In what can only be described as one of the dumbest moves in videogame history the Saturn was launched in the US months early to compete with the Sony Playstation in the strangest stealth launch ever. It was a total rush job with no marketing to back it up yet and almost no software as third parties were still working on their launch titles for the console.

This understandably pissed off everyone: publishers, developers, marketing departments, retailers and consumers.

For consumers especially this was the last straw, coming off the back of the Mega CD and 32X failures, the sudden forced death of the Megadrive and now this stealth launch of the Saturn with barely any software or marketing and no mascot Sonic game anywhere in the pipeline.

The Saturn unsurprisingly failed in the west....hard. The Japan branch had finally started to gain success in it's home territory but all for nothing as their decisions had led to the doom of their own brand/console in the rest of the world. Had things been different and better decisions made in final days of the Megadrive and the lead up to the Saturn then we could be living a very different history now but alas Sega had the ball and dropped it so hard it won't likely ever be forgotten.

So coming off the death of the Megadrive and the costly R&D on it's failed add ons. The failure of the Saturn and the sudden decline of the arcades Sega had pretty much lost all of it's revenue streams in just a few shorts years. The company had lost the faith of consumers and publishers alike and was in financial ruin essentially.

But desperate to regain their success and become a competitor again Sega set to work on the Dreamcast, this time they would finally learn from their mistakes and both branches would work together for the common good.

They borrowed money and got to work on a fantastic console. Learning from the terrible launch of the Saturn the Dreamcast had software coming out of it's ears for the launch and first 18 months. It was very front loaded but it needed to be to make an impact.

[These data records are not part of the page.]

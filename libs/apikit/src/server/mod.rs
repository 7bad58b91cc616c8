//! Application assembly and lifecycle
//!
//! The factory turns caller routers plus an [`AppConfig`] into a
//! ready-to-serve application: routers mounted under the configured
//! prefix, CORS, health check, docs routes, the trace and error layers,
//! and lifecycle hooks around a signal-driven graceful shutdown.
//!
//! Phase order at serve time: startup hooks (sequential, first failure
//! aborts boot) → accept connections → wait for a termination signal →
//! drain in-flight requests up to `graceful_timeout` → shutdown hooks
//! (sequential, best-effort).

mod docs;
pub mod shutdown;

use std::future::Future;
use std::pin::Pin;
use std::sync::Arc;

use anyhow::Context as _;
use axum::Router;
use axum::middleware;
use axum::routing::get;
use tokio::net::TcpListener;
use tokio_util::sync::CancellationToken;
use tower_http::catch_panic::CatchPanicLayer;
use tower_http::cors::CorsLayer;
use utoipa::openapi::{Info, OpenApi, Paths};

use crate::api::error::{AppError, HttpError, builtin_registry};
use crate::api::error_layer::{ErrorContext, error_mapping_middleware, panic_response};
use crate::api::trace_layer::trace_middleware;
use crate::config::AppConfig;
use crate::telemetry;
use apikit_errors::ErrorRegistry;

/// Boxed async lifecycle hook, run once at startup or shutdown.
pub type LifecycleHook =
    Box<dyn FnOnce() -> Pin<Box<dyn Future<Output = anyhow::Result<()>> + Send>> + Send>;

/// Builder assembling an [`App`] from routers, configuration, an error
/// registry and lifecycle hooks.
#[must_use]
pub struct AppBuilder {
    config: AppConfig,
    routers: Vec<Router>,
    registry: Option<ErrorRegistry>,
    openapi: Option<OpenApi>,
    startup_hooks: Vec<LifecycleHook>,
    shutdown_hooks: Vec<LifecycleHook>,
}

impl AppBuilder {
    pub fn new(config: AppConfig) -> Self {
        Self {
            config,
            routers: Vec::new(),
            registry: None,
            openapi: None,
            startup_hooks: Vec::new(),
            shutdown_hooks: Vec::new(),
        }
    }

    /// Add a router, mounted under the configured `prefix_url`.
    pub fn with_router(mut self, router: Router) -> Self {
        self.routers.push(router);
        self
    }

    /// Use `registry` for error classification. Defaults to
    /// [`builtin_registry`] when not called.
    pub fn with_errors(mut self, registry: ErrorRegistry) -> Self {
        self.registry = Some(registry);
        self
    }

    /// Serve `openapi` from the docs routes instead of an empty document.
    pub fn with_openapi(mut self, openapi: OpenApi) -> Self {
        self.openapi = Some(openapi);
        self
    }

    /// Queue a startup hook. Hooks run sequentially in declaration order
    /// before the server accepts connections; the first failure aborts
    /// boot.
    pub fn on_startup<F, Fut>(mut self, hook: F) -> Self
    where
        F: FnOnce() -> Fut + Send + 'static,
        Fut: Future<Output = anyhow::Result<()>> + Send + 'static,
    {
        self.startup_hooks.push(Box::new(move || Box::pin(hook())));
        self
    }

    /// Queue a shutdown hook. Hooks run sequentially in declaration order
    /// after the drain window; a failing hook is logged and the remaining
    /// hooks still run.
    pub fn on_shutdown<F, Fut>(mut self, hook: F) -> Self
    where
        F: FnOnce() -> Fut + Send + 'static,
        Fut: Future<Output = anyhow::Result<()>> + Send + 'static,
    {
        self.shutdown_hooks.push(Box::new(move || Box::pin(hook())));
        self
    }

    /// Assemble the application.
    ///
    /// # Errors
    /// Returns an error if the configuration fails validation.
    pub fn build(self) -> anyhow::Result<App> {
        self.config.validate()?;
        let registry = self.registry.unwrap_or_else(builtin_registry);
        let openapi = self
            .openapi
            .unwrap_or_else(|| OpenApi::new(Info::new("", ""), Paths::new()));
        let router = build_router(&self.config, self.routers, registry, openapi);
        Ok(App {
            router,
            config: self.config,
            startup_hooks: self.startup_hooks,
            shutdown_hooks: self.shutdown_hooks,
        })
    }
}

/// A fully assembled application, ready to serve.
pub struct App {
    router: Router,
    config: AppConfig,
    startup_hooks: Vec<LifecycleHook>,
    shutdown_hooks: Vec<LifecycleHook>,
}

impl App {
    #[must_use]
    pub fn config(&self) -> &AppConfig {
        &self.config
    }

    /// The framework-native router, for tests or custom serving. Lifecycle
    /// hooks are not run on this path.
    #[must_use]
    pub fn into_router(self) -> Router {
        self.router
    }

    /// Bind the configured address and serve until a termination signal,
    /// then drain and run shutdown hooks.
    ///
    /// # Errors
    /// Returns an error if the listener cannot bind, a startup hook fails,
    /// or the server fails while running.
    pub async fn serve(self) -> anyhow::Result<()> {
        telemetry::init_logging_from_env();

        let host = self.config.server.host.clone();
        let port = self.config.server.port;
        let listener = TcpListener::bind((host.as_str(), port))
            .await
            .with_context(|| format!("failed to bind {host}:{port}"))?;

        let cancel = CancellationToken::new();
        let signal_cancel = cancel.clone();
        tokio::spawn(async move {
            if let Err(e) = shutdown::shutdown_signal().await {
                tracing::warn!(error = %e, "signal handler failed, shutting down");
            }
            signal_cancel.cancel();
        });

        self.serve_with_shutdown(listener, cancel).await
    }

    /// Serve on a pre-bound listener until `cancel` fires.
    ///
    /// # Errors
    /// Returns an error if a startup hook fails or the server fails while
    /// running.
    pub async fn serve_with_shutdown(
        self,
        listener: TcpListener,
        cancel: CancellationToken,
    ) -> anyhow::Result<()> {
        let Self {
            router,
            config,
            startup_hooks,
            shutdown_hooks,
        } = self;

        for (index, hook) in startup_hooks.into_iter().enumerate() {
            hook()
                .await
                .with_context(|| format!("startup hook #{index} failed, aborting boot"))?;
        }

        if let Ok(addr) = listener.local_addr() {
            tracing::info!(%addr, title = %config.title, "server listening");
        }

        let drain = cancel.clone();
        let server = axum::serve(listener, router)
            .with_graceful_shutdown(async move { drain.cancelled().await });
        let mut task = tokio::spawn(async move { server.await });

        let mut result: anyhow::Result<()> = Ok(());
        tokio::select! {
            joined = &mut task => {
                result = flatten_join(joined);
            }
            () = cancel.cancelled() => {
                match tokio::time::timeout(config.graceful_timeout(), &mut task).await {
                    Ok(joined) => result = flatten_join(joined),
                    Err(_) => {
                        task.abort();
                        tracing::warn!(
                            timeout_s = config.graceful_timeout,
                            "graceful drain window elapsed, aborting in-flight requests"
                        );
                    }
                }
            }
        }

        for (index, hook) in shutdown_hooks.into_iter().enumerate() {
            if let Err(e) = hook().await {
                tracing::error!(hook = index, error = %format!("{e:#}"), "shutdown hook failed, continuing");
            }
        }

        result
    }
}

fn flatten_join(
    joined: Result<std::io::Result<()>, tokio::task::JoinError>,
) -> anyhow::Result<()> {
    match joined {
        Ok(Ok(())) => Ok(()),
        Ok(Err(e)) => Err(anyhow::Error::new(e).context("server error")),
        Err(e) => Err(anyhow::Error::new(e).context("server task failed")),
    }
}

fn build_router(
    config: &AppConfig,
    routers: Vec<Router>,
    registry: ErrorRegistry,
    openapi: OpenApi,
) -> Router {
    let mut api = Router::new();
    for router in routers {
        api = api.merge(router);
    }

    let prefix = config.prefix_url.trim_end_matches('/');
    let docs_prefix = config.docs_prefix().trim_end_matches('/').to_owned();

    // Docs sharing the router prefix are merged before nesting so the two
    // mounts cannot conflict; a distinct docs prefix gets its own mount.
    let mut standalone_docs = None;
    if config.docs_enable {
        let docs = docs::docs_router(config, openapi);
        if docs_prefix == prefix {
            api = api.merge(docs);
        } else {
            standalone_docs = Some(docs);
        }
    }

    let mut app = if prefix.is_empty() {
        api
    } else {
        Router::new().nest(prefix, api)
    };
    if let Some(docs) = standalone_docs {
        app = if docs_prefix.is_empty() {
            app.merge(docs)
        } else {
            app.nest(&docs_prefix, docs)
        };
    }

    app = app.route(&config.health_check_api, get(healthcheck));
    app = app.fallback(not_found);

    let ctx = Arc::new(ErrorContext {
        registry: Arc::new(registry),
        stage: config.stage,
    });
    // Innermost to outermost: panics become responses before the error
    // layer, which rewrites failures before the trace layer logs them.
    let mut app = app
        .layer(CatchPanicLayer::custom(panic_response))
        .layer(middleware::from_fn_with_state(ctx, error_mapping_middleware))
        .layer(middleware::from_fn(trace_middleware));
    if config.cors_enable {
        app = app.layer(CorsLayer::permissive());
    }
    app
}

async fn healthcheck() -> &'static str {
    "OK"
}

async fn not_found() -> AppError {
    AppError::new(HttpError::not_found("not found"))
}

And to it's credit despite everything against it, the Dreamcast was pretty successful for a time, but it needed to be an absolute runaway success. The console was perfectly aimed at the hardcore and normally were it around longer the mainstream would eventually jump in too, however this was not the case with the Dreamcast.

The Playstation had been an unprecedented success and brought in gamers from much wider age ranges. Games were no longer for little kids, the mainstream were involved now. The hype for the Playstation 2 was bigger than anything before or since. It was simply monumental, and the marketing both backed and played to this fact. The public mindshare was with Sony now and nothing Sega could do would change this. When combined with the high demand and price of DVD players Sony pulled an amazing move and people were using PS2 as a cheap DVD player too further increasing it's success.

Sega had pretty much ran out of money at this stage, if they had a war chest like what Nintendo does it's possible the Dreamcast could have carved out a reasonable success in the market but there just wasn't anymore money coming through the pipeline.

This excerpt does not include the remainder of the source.